| EXERCISE GOAL |
Please copy out the entries until you have copied the line that contains "pub mod team;", beginning with the first line.

| PROVIDED ENTRIES |
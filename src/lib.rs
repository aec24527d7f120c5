pub mod aggregator;
pub mod app;
pub mod cache;
pub mod config;
pub mod error;
pub mod filter;
pub mod pokemon;
pub mod roster;
pub mod scoring;
pub mod server;
pub mod source;
pub mod team;

pub use aggregator::{Aggregator, CollectionStatus, LoadOutcome, Page};
pub use app::AppContext;
pub use config::*;
pub use error::{AppError, FETCH_FAILED_MESSAGE, FetchError};
pub use pokemon::*;
pub use source::{HttpSource, PokemonSource, SourceCacheStats};
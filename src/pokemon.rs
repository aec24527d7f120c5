// pokemon.rs
// Wire shapes of the PokeAPI responses and the domain records built from them.

use serde::{Deserialize, Serialize};
use std::collections::BTreeMap;

#[derive(Debug, Deserialize, Clone)]
pub struct ListResponse {
    pub count: u32,
    pub next: Option<String>,
    pub previous: Option<String>,
    pub results: Vec<ListingEntry>,
}

#[derive(Debug, Serialize, Deserialize, Clone, PartialEq, Eq)]
pub struct ListingEntry {
    pub name: String,
    pub url: String,
}

impl ListingEntry {
    /// Numeric id taken from the trailing path segment, e.g. `.../pokemon/25/`.
    pub fn id(&self) -> Option<u32> {
        self.url.trim_end_matches('/').rsplit('/').next()?.parse().ok()
    }
}

#[derive(Debug, Serialize, Deserialize, Clone)]
pub struct NamedAPIResource {
    pub name: String,
    #[serde(default)]
    pub url: String,
}

#[derive(Debug, Deserialize, Clone)]
pub struct PokemonRecord {
    pub id: u32,
    pub name: String,
    pub sprites: Sprites,
    pub types: Vec<PokemonType>,
    pub stats: Vec<PokemonStat>,
    pub height: u32,
    pub weight: u32,
    #[serde(default)]
    pub abilities: Vec<PokemonAbility>,
    #[serde(default)]
    pub moves: Vec<PokemonMove>,
    pub species: NamedAPIResource,
}

#[derive(Debug, Deserialize, Clone, Default)]
pub struct Sprites {
    pub front_default: Option<String>,
    #[serde(default)]
    pub other: OtherSprites,
}

#[derive(Debug, Deserialize, Clone, Default)]
pub struct OtherSprites {
    #[serde(rename = "official-artwork", default)]
    pub official_artwork: Artwork,
}

#[derive(Debug, Deserialize, Clone, Default)]
pub struct Artwork {
    pub front_default: Option<String>,
}

#[derive(Debug, Deserialize, Clone)]
pub struct PokemonType {
    pub slot: u32,
    pub r#type: NamedAPIResource,
}

#[derive(Debug, Deserialize, Clone)]
pub struct PokemonStat {
    pub base_stat: u32,
    pub stat: NamedAPIResource,
}

#[derive(Debug, Deserialize, Clone)]
pub struct PokemonAbility {
    pub ability: NamedAPIResource,
}

#[derive(Debug, Deserialize, Clone)]
pub struct PokemonMove {
    pub r#move: NamedAPIResource,
}

#[derive(Debug, Deserialize, Clone)]
pub struct SpeciesRecord {
    pub generation: NamedAPIResource,
}

/// A fetched Pokémon. Immutable once built; `id` is its identity.
#[derive(Debug, Serialize, Deserialize, Clone, PartialEq, Eq)]
pub struct Entity {
    pub id: u32,
    pub name: String,
    pub sprite_url: String,
    pub types: Vec<String>,
    pub stats: BTreeMap<String, u32>,
    pub height: u32,
    pub weight: u32,
    pub abilities: Vec<String>,
    pub moves: Vec<String>,
    pub species_url: String,
}

impl Entity {
    /// `#025` style label.
    pub fn display_id(&self) -> String {
        format!("#{:03}", self.id)
    }

    pub fn has_type(&self, type_name: &str) -> bool {
        self.types.iter().any(|t| t == type_name)
    }
}

impl From<PokemonRecord> for Entity {
    fn from(record: PokemonRecord) -> Self {
        let sprite_url = record
            .sprites
            .other
            .official_artwork
            .front_default
            .filter(|url| !url.is_empty())
            .or(record.sprites.front_default)
            .unwrap_or_default();

        Self {
            id: record.id,
            name: record.name,
            sprite_url,
            types: record.types.into_iter().map(|t| t.r#type.name).collect(),
            stats: record
                .stats
                .into_iter()
                .map(|s| (s.stat.name, s.base_stat))
                .collect(),
            height: record.height,
            weight: record.weight,
            abilities: record.abilities.into_iter().map(|a| a.ability.name).collect(),
            moves: record.moves.into_iter().map(|m| m.r#move.name).collect(),
            species_url: record.species.url,
        }
    }
}

/// Detail view: the entity plus the generation name from its species record.
#[derive(Debug, Serialize, Clone)]
pub struct EntityDetail {
    #[serde(flatten)]
    pub entity: Entity,
    pub display_id: String,
    pub generation: String,
}

#[derive(Debug, Serialize, Deserialize, Clone, Copy, Default, PartialEq, Eq)]
pub struct StatBlock {
    pub hp: u32,
    pub attack: u32,
    pub defense: u32,
    pub special_attack: u32,
    pub special_defense: u32,
    pub speed: u32,
}

impl StatBlock {
    pub fn from_stats(stats: &BTreeMap<String, u32>) -> Self {
        let get = |name: &str| stats.get(name).copied().unwrap_or(0);
        Self {
            hp: get("hp"),
            attack: get("attack"),
            defense: get("defense"),
            special_attack: get("special-attack"),
            special_defense: get("special-defense"),
            speed: get("speed"),
        }
    }

    pub fn total(&self) -> u32 {
        self.hp
            + self.attack
            + self.defense
            + self.special_attack
            + self.special_defense
            + self.speed
    }
}

/// Snapshot of an [`Entity`] taken when it is picked for a battle.
#[derive(Debug, Serialize, Deserialize, Clone, PartialEq, Eq)]
pub struct BattleEntity {
    pub id: u32,
    pub name: String,
    pub sprite_url: String,
    pub types: Vec<String>,
    pub stats: StatBlock,
    pub total_power: u32,
}

impl From<&Entity> for BattleEntity {
    fn from(entity: &Entity) -> Self {
        let stats = StatBlock::from_stats(&entity.stats);
        Self {
            id: entity.id,
            name: entity.name.clone(),
            sprite_url: entity.sprite_url.clone(),
            types: entity.types.clone(),
            total_power: stats.total(),
            stats,
        }
    }
}

#[cfg(test)]
pub(crate) mod fixtures {
    use super::*;

    pub fn entity(id: u32, name: &str, types: &[&str], stats: [u32; 6]) -> Entity {
        let names = [
            "hp",
            "attack",
            "defense",
            "special-attack",
            "special-defense",
            "speed",
        ];
        Entity {
            id,
            name: name.to_string(),
            sprite_url: format!("https://img.example/{id}.png"),
            types: types.iter().map(|t| t.to_string()).collect(),
            stats: names
                .iter()
                .zip(stats)
                .map(|(n, v)| (n.to_string(), v))
                .collect(),
            height: 7,
            weight: 69,
            abilities: vec!["overgrow".to_string()],
            moves: vec!["tackle".to_string()],
            species_url: format!("https://pokeapi.co/api/v2/pokemon-species/{id}/"),
        }
    }

    /// Battle entity whose total power is exactly `power` (all of it in hp).
    pub fn fighter(id: u32, power: u32) -> BattleEntity {
        BattleEntity::from(&entity(id, &format!("mon-{id}"), &["normal"], [power, 0, 0, 0, 0, 0]))
    }
}
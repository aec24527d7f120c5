//! Application context: the single owner of the collection, the battle
//! roster, the team book and the random source.

use rand::SeedableRng;
use rand::rngs::StdRng;
use serde::Serialize;
use std::sync::{Arc, Mutex, MutexGuard};

use crate::aggregator::Aggregator;
use crate::config::Config;
use crate::error::FetchError;
use crate::filter::{self, ListingFilter};
use crate::pokemon::{BattleEntity, Entity, EntityDetail};
use crate::roster::Roster;
use crate::scoring::ScoringEngine;
use crate::source::PokemonSource;
use crate::team::{Team, TeamBook, TeamStrengths};

#[derive(Debug, Clone, Serialize, PartialEq)]
pub struct DuelResult {
    pub winner: BattleEntity,
    pub loser: BattleEntity,
}

#[derive(Debug, Clone, Serialize, PartialEq)]
pub struct TeamBattleResult {
    pub winner: Team,
    pub loser: Team,
    pub winner_power: u64,
    pub loser_power: u64,
}

pub struct AppContext {
    source: Arc<dyn PokemonSource>,
    aggregator: Aggregator,
    roster: Mutex<Roster>,
    teams: Mutex<TeamBook>,
    engine: ScoringEngine,
    rng: Mutex<StdRng>,
}

fn lock<T>(mutex: &Mutex<T>) -> MutexGuard<'_, T> {
    mutex.lock().unwrap_or_else(|poisoned| {
        tracing::error!("State lock was poisoned, recovering");
        poisoned.into_inner()
    })
}

impl AppContext {
    pub fn new(config: &Config, source: Arc<dyn PokemonSource>) -> Self {
        let rng = match config.scoring.seed {
            Some(seed) => {
                tracing::info!(seed, "Using seeded battle randomness");
                StdRng::seed_from_u64(seed)
            }
            None => StdRng::from_os_rng(),
        };

        Self {
            aggregator: Aggregator::new(Arc::clone(&source), config.pokemon.page_size),
            source,
            roster: Mutex::new(Roster::new()),
            teams: Mutex::new(TeamBook::new()),
            engine: ScoringEngine::from_config(&config.scoring),
            rng: Mutex::new(rng),
        }
    }

    pub fn collection(&self) -> &Aggregator {
        &self.aggregator
    }

    pub fn filtered(&self, filter: &ListingFilter) -> Vec<Entity> {
        let entities = self.aggregator.entities();
        filter.apply(&entities).into_iter().cloned().collect()
    }

    pub fn surprise_me(&self) -> Option<Entity> {
        let entities = self.aggregator.entities();
        let mut rng = lock(&self.rng);
        filter::surprise_me(&entities, &mut *rng).cloned()
    }

    /// Collection copy when loaded, otherwise the detail endpoint.
    pub async fn entity(&self, id: u32) -> Result<Entity, FetchError> {
        match self.aggregator.find(id) {
            Some(entity) => Ok(entity),
            None => self.source.entity_by_id(id).await,
        }
    }

    pub async fn detail(&self, id: u32) -> Result<EntityDetail, FetchError> {
        let entity = self.source.entity_by_id(id).await?;
        let generation = self.source.generation(&entity.species_url).await?;
        Ok(EntityDetail {
            display_id: entity.display_id(),
            entity,
            generation,
        })
    }

    pub fn roster(&self) -> Roster {
        lock(&self.roster).clone()
    }

    /// Adds the entity with `id` to the roster; `Ok(false)` when it was
    /// already there or the roster is full.
    pub async fn add_to_roster(&self, id: u32) -> Result<bool, FetchError> {
        let entity = self.entity(id).await?;
        Ok(lock(&self.roster).add(BattleEntity::from(&entity)))
    }

    pub fn remove_from_roster(&self, id: u32) -> bool {
        lock(&self.roster).remove(id)
    }

    pub fn clear_roster(&self) {
        lock(&self.roster).clear();
    }

    /// Flat duel over the current roster, `None` below two members.
    pub fn battle_roster(&self) -> Option<DuelResult> {
        let roster = self.roster();
        let mut rng = lock(&self.rng);
        self.engine
            .score(roster.members(), &mut *rng)
            .map(|duel| DuelResult {
                winner: duel.winner.clone(),
                loser: duel.loser.clone(),
            })
    }

    pub fn teams(&self) -> Vec<Team> {
        lock(&self.teams).teams().to_vec()
    }

    /// Teams with enough members to enter a team battle.
    pub fn battle_ready_teams(&self) -> Vec<Team> {
        lock(&self.teams).battle_ready().cloned().collect()
    }

    pub fn team(&self, id: &str) -> Option<Team> {
        lock(&self.teams).get(id).cloned()
    }

    pub fn create_team(&self, name: &str) -> Team {
        lock(&self.teams).create(name).clone()
    }

    pub fn rename_team(&self, id: &str, name: &str) -> bool {
        lock(&self.teams).rename(id, name)
    }

    pub fn delete_team(&self, id: &str) -> bool {
        lock(&self.teams).delete(id)
    }

    /// `Ok(None)` when the team does not exist.
    pub async fn add_to_team(&self, team_id: &str, id: u32) -> Result<Option<bool>, FetchError> {
        if self.team(team_id).is_none() {
            return Ok(None);
        }
        let entity = self.entity(id).await?;
        Ok(lock(&self.teams).add_member(team_id, BattleEntity::from(&entity)))
    }

    pub fn remove_from_team(&self, team_id: &str, id: u32) -> Option<bool> {
        lock(&self.teams).remove_member(team_id, id)
    }

    pub fn team_strengths(&self, id: &str) -> Option<TeamStrengths> {
        lock(&self.teams).get(id).map(Team::strengths)
    }

    /// Replaces the roster with the team's members. `false` for an unknown team.
    pub fn send_team_to_roster(&self, id: &str) -> bool {
        let Some(team) = self.team(id) else {
            return false;
        };
        let mut roster = lock(&self.roster);
        roster.clear();
        for member in team.members.members() {
            roster.add(member.clone());
        }
        true
    }

    /// `None` when either team is missing or has fewer than three members.
    pub fn battle_teams(&self, first: &str, second: &str) -> Option<TeamBattleResult> {
        let teams = lock(&self.teams);
        let (first, second) = (teams.get(first)?, teams.get(second)?);
        let mut rng = lock(&self.rng);
        self.engine
            .team_score(first, second, &mut *rng)
            .map(|result| TeamBattleResult {
                winner: result.winner.clone(),
                loser: result.loser.clone(),
                winner_power: result.winner_power,
                loser_power: result.loser_power,
            })
    }
}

| SOLUTION TO THIS TASK |
filename src/lib.rs
repository aec24527d7f120c5
pub mod aggregator;
pub mod app;
pub mod cache;
pub mod config;
pub mod error;
pub mod filter;
pub mod pokemon;
pub mod roster;
pub mod scoring;
pub mod server;
pub mod source;
pub mod team;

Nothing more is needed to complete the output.